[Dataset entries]
▬▬▬▬▬▬▬▬▬▬
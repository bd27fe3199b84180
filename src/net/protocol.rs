//! Wire protocol
//!
//! JSON messages of the form `{"type": "...", "data": {...}}`. Every client
//! message carries the sender's identity so the gateway can check it against
//! the identity bound to the connection.

use serde::{Deserialize, Serialize};

use crate::game::attachment::{Attachment, AttachmentId, AttachmentKind, SlotLocation};
use crate::game::combat::ExplosionSize;
use crate::game::map::MapHandle;
use crate::game::state::{Ship, ShipId, Supply, SupplyId, SupplyKind};
use crate::lobby::identity::{IdentityError, IdentityKey};
use crate::lobby::room::RoomId;
use crate::util::vec2::Vec2;

/// Identity fields present on every client message
#[derive(Debug, Clone, PartialEq, Eq, Serialize, Deserialize)]
pub struct IdentityPayload {
    pub fingerprint: String,
    pub name: String,
}

impl IdentityPayload {
    pub fn new(fingerprint: impl Into<String>, name: impl Into<String>) -> Self {
        Self {
            fingerprint: fingerprint.into(),
            name: name.into(),
        }
    }
}

#[derive(Debug, Clone, PartialEq, Serialize, Deserialize)]
pub struct TogglePayload {
    #[serde(flatten)]
    pub identity: IdentityPayload,
    pub enabled: bool,
}

#[derive(Debug, Clone, PartialEq, Serialize, Deserialize)]
pub struct AnglePayload {
    #[serde(flatten)]
    pub identity: IdentityPayload,
    pub degrees: f32,
}

#[derive(Debug, Clone, PartialEq, Serialize, Deserialize)]
pub struct RotatePayload {
    #[serde(flatten)]
    pub identity: IdentityPayload,
    pub clockwise: bool,
}

#[derive(Debug, Clone, PartialEq, Serialize, Deserialize)]
pub struct SlotPayload {
    #[serde(flatten)]
    pub identity: IdentityPayload,
    pub location: SlotLocation,
}

/// Messages from client to server
#[derive(Debug, Clone, PartialEq, Serialize, Deserialize)]
#[serde(tag = "type", content = "data", rename_all = "kebab-case")]
pub enum ClientMessage {
    /// Handshake: resolve or create the identity
    SetIdentity(IdentityPayload),
    /// Ask for a room
    JoinRoom(IdentityPayload),
    /// Spawn a ship, or fetch the one already bound
    RequestShip(IdentityPayload),
    RequestMap(IdentityPayload),
    EngineOn(TogglePayload),
    WeaponFiring(TogglePayload),
    SetAngle(AnglePayload),
    /// Client-side death report for its own ship
    ShipDestroyed(IdentityPayload),
    RotateAttachments(RotatePayload),
    DetachAttachment(SlotPayload),
    ThrowAttachment(SlotPayload),
}

impl ClientMessage {
    pub fn identity(&self) -> &IdentityPayload {
        match self {
            ClientMessage::SetIdentity(identity)
            | ClientMessage::JoinRoom(identity)
            | ClientMessage::RequestShip(identity)
            | ClientMessage::RequestMap(identity)
            | ClientMessage::ShipDestroyed(identity) => identity,
            ClientMessage::EngineOn(p) | ClientMessage::WeaponFiring(p) => &p.identity,
            ClientMessage::SetAngle(p) => &p.identity,
            ClientMessage::RotateAttachments(p) => &p.identity,
            ClientMessage::DetachAttachment(p) | ClientMessage::ThrowAttachment(p) => &p.identity,
        }
    }

    /// Wire name of the message, for logs
    pub fn kind(&self) -> &'static str {
        match self {
            ClientMessage::SetIdentity(_) => "set-identity",
            ClientMessage::JoinRoom(_) => "join-room",
            ClientMessage::RequestShip(_) => "request-ship",
            ClientMessage::RequestMap(_) => "request-map",
            ClientMessage::EngineOn(_) => "engine-on",
            ClientMessage::WeaponFiring(_) => "weapon-firing",
            ClientMessage::SetAngle(_) => "set-angle",
            ClientMessage::ShipDestroyed(_) => "ship-destroyed",
            ClientMessage::RotateAttachments(_) => "rotate-attachments",
            ClientMessage::DetachAttachment(_) => "detach-attachment",
            ClientMessage::ThrowAttachment(_) => "throw-attachment",
        }
    }
}

/// Messages from server to client
#[derive(Debug, Clone, PartialEq, Serialize, Deserialize)]
#[serde(tag = "type", content = "data", rename_all = "kebab-case")]
pub enum ServerMessage {
    IdentityAccepted {
        fingerprint: String,
        name: String,
        /// Room the identity is still bound to after a reconnect
        room_id: Option<RoomId>,
        ship_id: Option<ShipId>,
    },
    RoomJoined {
        room_id: RoomId,
        name: String,
        members: usize,
        capacity: usize,
    },
    ShipAssigned {
        ship_id: ShipId,
        room_id: RoomId,
    },
    MapConfig(MapHandle),
    EngineToggled {
        ship_id: ShipId,
        enabled: bool,
    },
    WeaponToggled {
        ship_id: ShipId,
        enabled: bool,
    },
    /// Medium tier: full ship roster
    UpdatePlayers(Vec<ShipSnapshot>),
    /// Low tier: loot and floating attachments
    UpdateSupplies {
        supplies: Vec<SupplySnapshot>,
        attachments: Vec<AttachmentSnapshot>,
    },
    /// Ultra-low tier: per-ship statistics
    UpdateStats(Vec<StatsSnapshot>),
    ShipDestroyed {
        ship_id: ShipId,
        name: String,
        location: Vec2,
        rotation: f32,
    },
    FlickerSupplies {
        ids: Vec<SupplyId>,
    },
    RemoveSupplies {
        ids: Vec<SupplyId>,
    },
    Explosion {
        location: Vec2,
        size: ExplosionSize,
    },
    InvalidUserData {
        message: String,
    },
    InvalidRequest {
        message: String,
    },
}

impl ServerMessage {
    pub fn invalid_request(message: impl Into<String>) -> Self {
        ServerMessage::InvalidRequest {
            message: message.into(),
        }
    }

    pub fn invalid_user_data(message: impl Into<String>) -> Self {
        ServerMessage::InvalidUserData {
            message: message.into(),
        }
    }
}

/// Attachment state, either mounted on a ship or floating
#[derive(Debug, Clone, PartialEq, Serialize, Deserialize)]
pub struct AttachmentSnapshot {
    pub id: AttachmentId,
    pub kind: AttachmentKind,
    pub integrity: f32,
    pub location: Option<SlotLocation>,
    pub is_thrown: bool,
    /// World position; only meaningful while floating
    pub position: Vec2,
    pub rotation: f32,
}

impl AttachmentSnapshot {
    pub fn from_attachment(attachment: &Attachment) -> Self {
        Self {
            id: attachment.id,
            kind: attachment.kind,
            integrity: attachment.integrity,
            location: attachment.location,
            is_thrown: attachment.is_thrown,
            position: attachment.transform.location,
            rotation: attachment.transform.rotation,
        }
    }
}

#[derive(Debug, Clone, PartialEq, Serialize, Deserialize)]
pub struct ShipSnapshot {
    pub id: ShipId,
    pub name: String,
    pub location: Vec2,
    pub rotation: f32,
    pub velocity: Vec2,
    pub integrity: f32,
    pub fuel: f32,
    pub ammo: f32,
    pub temperature: f32,
    pub engine_on: bool,
    pub weapons_firing: bool,
    pub attachments: Vec<AttachmentSnapshot>,
}

impl ShipSnapshot {
    pub fn from_ship(ship: &Ship) -> Self {
        Self {
            id: ship.id,
            name: ship.owner.name.clone(),
            location: ship.location,
            rotation: ship.rotation,
            velocity: ship.velocity,
            integrity: ship.integrity,
            fuel: ship.fuel,
            ammo: ship.ammo,
            temperature: ship.temperature,
            engine_on: ship.engine_on,
            weapons_firing: ship.weapons_firing,
            attachments: ship
                .slots
                .iter()
                .map(|a| AttachmentSnapshot {
                    position: ship.location,
                    rotation: a.heading(ship.rotation),
                    ..AttachmentSnapshot::from_attachment(a)
                })
                .collect(),
        }
    }
}

#[derive(Debug, Clone, PartialEq, Serialize, Deserialize)]
pub struct SupplySnapshot {
    pub id: SupplyId,
    pub kind: SupplyKind,
    pub amount: f32,
    pub location: Vec2,
    pub flickering: bool,
}

impl SupplySnapshot {
    pub fn from_supply(supply: &Supply) -> Self {
        Self {
            id: supply.id,
            kind: supply.kind,
            amount: supply.amount,
            location: supply.location,
            flickering: supply.flickering,
        }
    }
}

#[derive(Debug, Clone, PartialEq, Serialize, Deserialize)]
pub struct StatsSnapshot {
    pub ship_id: ShipId,
    pub name: String,
    pub kills: u32,
    pub shots_fired: u32,
    pub shots_landed: u32,
    pub damage_dealt: f32,
}

impl StatsSnapshot {
    pub fn from_ship(ship: &Ship) -> Self {
        Self {
            ship_id: ship.id,
            name: ship.owner.name.clone(),
            kills: ship.stats.kills,
            shots_fired: ship.stats.shots_fired,
            shots_landed: ship.stats.shots_landed,
            damage_dealt: ship.stats.damage_dealt,
        }
    }
}

impl IdentityPayload {
    /// Validated, sanitized identity key
    pub fn key(&self) -> Result<IdentityKey, IdentityError> {
        IdentityKey::parse(&self.fingerprint, &self.name)
    }
}

#[derive(Debug, thiserror::Error)]
pub enum ProtocolError {
    #[error("Encode error: {0}")]
    Encode(String),
    #[error("Malformed message: {0}")]
    Decode(String),
}

/// Encode a message as JSON bytes
pub fn encode<T: Serialize>(message: &T) -> Result<Vec<u8>, ProtocolError> {
    serde_json::to_vec(message).map_err(|e| ProtocolError::Encode(e.to_string()))
}

/// Decode a JSON message of a known shape
pub fn decode<T: for<'de> Deserialize<'de>>(data: &[u8]) -> Result<T, ProtocolError> {
    serde_json::from_slice(data).map_err(|e| ProtocolError::Decode(e.to_string()))
}

/// Wire names of every client message
pub const CLIENT_MESSAGE_KINDS: [&str; 11] = [
    "set-identity",
    "join-room",
    "request-ship",
    "request-map",
    "engine-on",
    "weapon-firing",
    "set-angle",
    "ship-destroyed",
    "rotate-attachments",
    "detach-attachment",
    "throw-attachment",
];

/// Only the tag; the payload is left for the second pass
#[derive(Deserialize)]
struct Envelope {
    #[serde(rename = "type")]
    kind: String,
}

/// A decoded client frame
#[derive(Debug, Clone, PartialEq)]
pub enum Incoming {
    Message(ClientMessage),
    /// Well-formed envelope carrying a tag this server does not know
    Unknown(String),
}

/// Decode a client frame. Unknown tags are reported separately from
/// malformed JSON and malformed payloads of known messages.
pub fn decode_client(data: &[u8]) -> Result<Incoming, ProtocolError> {
    let envelope: Envelope = decode(data)?;
    if !CLIENT_MESSAGE_KINDS.contains(&envelope.kind.as_str()) {
        return Ok(Incoming::Unknown(envelope.kind));
    }
    decode(data).map(Incoming::Message)
}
▬▬▬▬▬▬▬▬▬▬
[Work item] State only how many lines above contain "IdentityError".

[Solution] 2